- Full name: Isabelle Marciniak
- Born: July 17, 2007 Araucária, Paraná, Brazil
- Died: December 24, 2025 (aged 18) Curitiba, Paraná, Brazil

Gymnastics career
- Discipline: Rhythmic gymnastics
- Country represented: Brazil
- Club: Clube Agir
- Retired: 2023
- Medal record
Representing Brazil
Women's rhythmic gymnastics
Brazilian Championship “Ilona Peuker”
| Gold medal – first place | 2021 São Caetano do Sul | Individual all-around (junior) |
| Gold medal – first place | 2021 São Caetano do Sul | Ball (junior) |
| Silver medal – second place | 2021 São Caetano do Sul | Ribbon (junior) |
Paraná State Group Championship
| Gold medal – first place | 2023 Paraná | Adult trio |

= Isabelle Marciniak =

Brazilian gymnast (2007–2025)

Isabelle Marciniak (July 17, 2007 – December 24, 2025) was a Brazilian rhythmic gymnast.

== Career ==
Marciniak was born in 2007 in Araucária, a city located in the interior of the state of Paraná. She began her career as a gymnast in her hometown, where she competed in a series of school games and state competitions. She went on to compete for Clube Agir, a traditional team in the metropolitan region of Curitiba, where, at the age of fourteen, she was Brazilian rhythmic gymnastics champion in the youth categories of the Brazilian Rhythmic Gymnastics Championship “Ilona Peuker,” held in São Caetano do Sul, in the Greater São Paulo, where she won gold in the individual all-around and ball events, as well as silver in the ribbon event.
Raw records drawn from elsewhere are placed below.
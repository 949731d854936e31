//! Signed-pointer rendezvous storage.
//!
//! A rendezvous endpoint is a public URL whose path ends in the multihash of
//! the signing identity that owns it. The owner publishes signed envelopes
//! there; anyone may read, but a payload is only accepted when:
//!
//! 1. the endpoint's URL tail is a supported multihash,
//! 2. the envelope signature verifies,
//! 3. the envelope's public key hashes to exactly that URL tail, and
//! 4. the timestamp is inside the freshness window: not further ahead of
//!    wall-clock than 5 s, and strictly newer than the last accepted
//!    timestamp.
//!
//! The high-water mark advances only after a payload is accepted, giving the
//! pointer channel its no-replay property. Transport and parse failures fall
//! through to the next configured node; verification failures are terminal.

use crate::crypto::multihash;
use crate::envelope::{now_ns, SignedEnvelope};
use crate::error::{DeaddropError, Result};
use crate::storage::{
    ConsensusRule, Node, PeerStorage, SignerConfig, StorageConfig, StorageKind,
};
use reqwest::Client;
use std::time::Duration;
use tracing::{debug, trace, warn};
use url::Url;

/// Default rendezvous service endpoint.
pub const DEFAULT_RENDEZVOUS_URL: &str = "https://prototype.hashmap.sh";

/// How far ahead of wall-clock a payload timestamp may sit (5 s).
const FRESHNESS_WINDOW_NS: i64 = 5_000_000_000;

/// Network timeout applied to every rendezvous request.
const REQUEST_TIMEOUT: Duration = Duration::from_secs(30);

/// Signed-pointer rendezvous backend.
#[derive(Debug, Clone)]
pub struct RendezvousStore {
    pub read_nodes: Vec<Node>,
    pub write_nodes: Vec<Node>,
    pub signers: Vec<SignerConfig>,
    pub read_rule: ConsensusRule,
    pub write_rule: ConsensusRule,
    /// Monotonic freshness high-water mark (Unix nanoseconds).
    pub latest: i64,
    client: Client,
}

impl RendezvousStore {
    /// Creates a rendezvous backend over the given nodes and identities.
    pub fn new(
        read_nodes: Vec<Node>,
        write_nodes: Vec<Node>,
        signers: Vec<SignerConfig>,
        read_rule: ConsensusRule,
        write_rule: ConsensusRule,
        latest: i64,
    ) -> Result<Self> {
        let client = Client::builder().timeout(REQUEST_TIMEOUT).build()?;
        Ok(Self {
            read_nodes,
            write_nodes,
            signers,
            read_rule,
            write_rule,
            latest,
            client,
        })
    }

    /// A rendezvous writer with a fresh signing identity against the default
    /// service.
    pub fn new_default() -> Result<Self> {
        Self::new(
            Vec::new(),
            vec![Node::with_url(DEFAULT_RENDEZVOUS_URL)],
            vec![SignerConfig::generate()],
            ConsensusRule::default(),
            ConsensusRule::default(),
            0,
        )
    }

    /// Fetches and verifies the current payload, returning its message bytes.
    pub async fn get(&mut self, _key: &str) -> Result<Vec<u8>> {
        if self.read_nodes.is_empty() {
            return Err(DeaddropError::config("no read nodes configured"));
        }
        match self.read_rule {
            ConsensusRule::FirstSuccess => self.get_first_success().await,
            other => Err(DeaddropError::NotImplemented(other.name())),
        }
    }

    async fn get_first_success(&mut self) -> Result<Vec<u8>> {
        let nodes = self.read_nodes.clone();
        for node in &nodes {
            let url = Url::parse(&node.url).map_err(|_| {
                DeaddropError::invalid_input(format!("invalid url for: {}", node.url))
            })?;
            let url_hash = hash_from_path(url.path()).to_string();
            if !multihash::is_supported(&url_hash) {
                return Err(DeaddropError::config(format!(
                    "invalid rendezvous endpoint for: {}",
                    node.url
                )));
            }

            let mut request = self.client.get(url);
            for (name, value) in &node.header {
                request = request.header(name.as_str(), value.as_str());
            }
            let body = match request.send().await {
                Ok(response) => match response.bytes().await {
                    Ok(bytes) => bytes,
                    Err(err) => {
                        warn!(url = %node.url, error = %err, "rendezvous body read failed");
                        continue;
                    }
                },
                Err(err) => {
                    warn!(url = %node.url, error = %err, "rendezvous request failed");
                    continue;
                }
            };
            let envelope = match SignedEnvelope::from_bytes(&body) {
                Ok(envelope) => envelope,
                Err(err) => {
                    warn!(url = %node.url, error = %err, "rendezvous payload unparsable");
                    continue;
                }
            };

            return self.accept(&url_hash, &envelope, now_ns());
        }
        Err(DeaddropError::NoNodesAvailable)
    }

    /// Verifies an envelope against the endpoint identity and the freshness
    /// window, advancing the high-water mark only on acceptance.
    pub fn accept(
        &mut self,
        url_hash: &str,
        envelope: &SignedEnvelope,
        now: i64,
    ) -> Result<Vec<u8>> {
        envelope.verify()?;
        let public_key = envelope.public_key_bytes()?;
        if url_hash != multihash::multihash(&public_key) {
            return Err(DeaddropError::HashMismatch);
        }
        self.update_latest(envelope.timestamp, now)?;
        envelope.message_bytes()
    }

    /// Enforces the freshness window over a payload timestamp.
    fn update_latest(&mut self, timestamp: i64, now: i64) -> Result<()> {
        if timestamp > now + FRESHNESS_WINDOW_NS {
            return Err(DeaddropError::FutureTimestamp);
        }
        if timestamp <= self.latest {
            return Err(DeaddropError::StaleTimestamp);
        }
        trace!(from = self.latest, to = timestamp, "advancing high-water mark");
        self.latest = timestamp;
        Ok(())
    }

    /// Seals `value` into a signed envelope and publishes it.
    ///
    /// Returns `key` unchanged: the endpoint address is fixed by identity.
    pub async fn set(&mut self, key: &str, value: &[u8]) -> Result<String> {
        if self.write_nodes.is_empty() {
            return Err(DeaddropError::config("no write nodes configured"));
        }
        let signer = self
            .signers
            .first()
            .ok_or_else(|| DeaddropError::config("no signing identity configured"))?;
        let envelope = SignedEnvelope::seal(value, now_ns(), &signer.signing_key()?);
        let payload = envelope.to_bytes()?;

        match self.write_rule {
            ConsensusRule::FirstSuccess => {
                for node in &self.write_nodes {
                    let mut request = self
                        .client
                        .post(&node.url)
                        .header("Content-Type", "application/json");
                    for (name, value) in &node.header {
                        request = request.header(name.as_str(), value.as_str());
                    }
                    match request.body(payload.clone()).send().await {
                        Ok(response) if response.status().as_u16() < 400 => {
                            debug!(url = %node.url, "pointer published");
                            return Ok(key.to_string());
                        }
                        Ok(response) => {
                            warn!(url = %node.url, status = %response.status(), "pointer write refused");
                        }
                        Err(err) => {
                            warn!(url = %node.url, error = %err, "pointer write failed");
                        }
                    }
                }
                Err(DeaddropError::NoNodesAvailable)
            }
            other => Err(DeaddropError::NotImplemented(other.name())),
        }
    }

    /// Pointer services retain history; deletion is a no-op.
    pub fn delete(&self, _key: &str) -> Result<()> {
        Ok(())
    }

    /// Pointer services hold a single value; there is nothing to list.
    pub fn list(&self, _prefix: &str) -> Result<Vec<String>> {
        Err(DeaddropError::NotImplemented("rendezvous list"))
    }

    /// Settings shared with a peer: read endpoints are derived from every
    /// write node crossed with every signing identity's multihash.
    pub fn share(&self) -> Result<PeerStorage> {
        Ok(PeerStorage {
            kind: StorageKind::Hashmap,
            read_nodes: self.read_nodes_from_write_nodes()?,
            write_nodes: Vec::new(),
            read_rule: self.write_rule,
            write_rule: ConsensusRule::default(),
        })
    }

    /// Settings persisted in local configuration.
    pub fn export(&self) -> Result<StorageConfig> {
        Ok(StorageConfig {
            kind: Some(StorageKind::Hashmap),
            read_nodes: self.read_nodes.clone(),
            write_nodes: self.write_nodes.clone(),
            read_rule: self.read_rule,
            write_rule: self.write_rule,
            signers: self.signers.clone(),
            latest: self.latest,
            name: None,
        })
    }

    fn read_nodes_from_write_nodes(&self) -> Result<Vec<Node>> {
        let endpoints: Vec<String> = self
            .signers
            .iter()
            .map(|signer| multihash::multihash(&signer.public_key))
            .collect();
        let mut read_nodes = Vec::new();
        for write_node in &self.write_nodes {
            for endpoint in &endpoints {
                let mut url = Url::parse(&write_node.url).map_err(|_| {
                    DeaddropError::invalid_input(format!("invalid url for: {}", write_node.url))
                })?;
                url.set_path(endpoint);
                read_nodes.push(Node::with_url(url.to_string()));
            }
        }
        Ok(read_nodes)
    }
}

/// Returns the final path segment, which for a rendezvous endpoint is the
/// identity multihash.
fn hash_from_path(path: &str) -> &str {
    match path.rfind('/') {
        Some(index) => &path[index + 1..],
        None => path,
    }
}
In 2023, still competing for Clube Agir, her club, as part of the team's adult trio, Marciniak helped the team win another national title, adding another medal to her career before taking a break from competition.

== Illness and death ==
Shortly after the 2023 state title, Marciniak was diagnosed with Hodgkin lymphoma and paused her sporting career to undergo treatment. She died on December 24, 2025, at the age of 18, at Hospital Nossa Senhora das Graças, in the Mercês neighborhood of Curitiba.

Her death was mourned by the Brazilian Gymnastics Federation (CBG) and the Brazilian Ministry of Sport.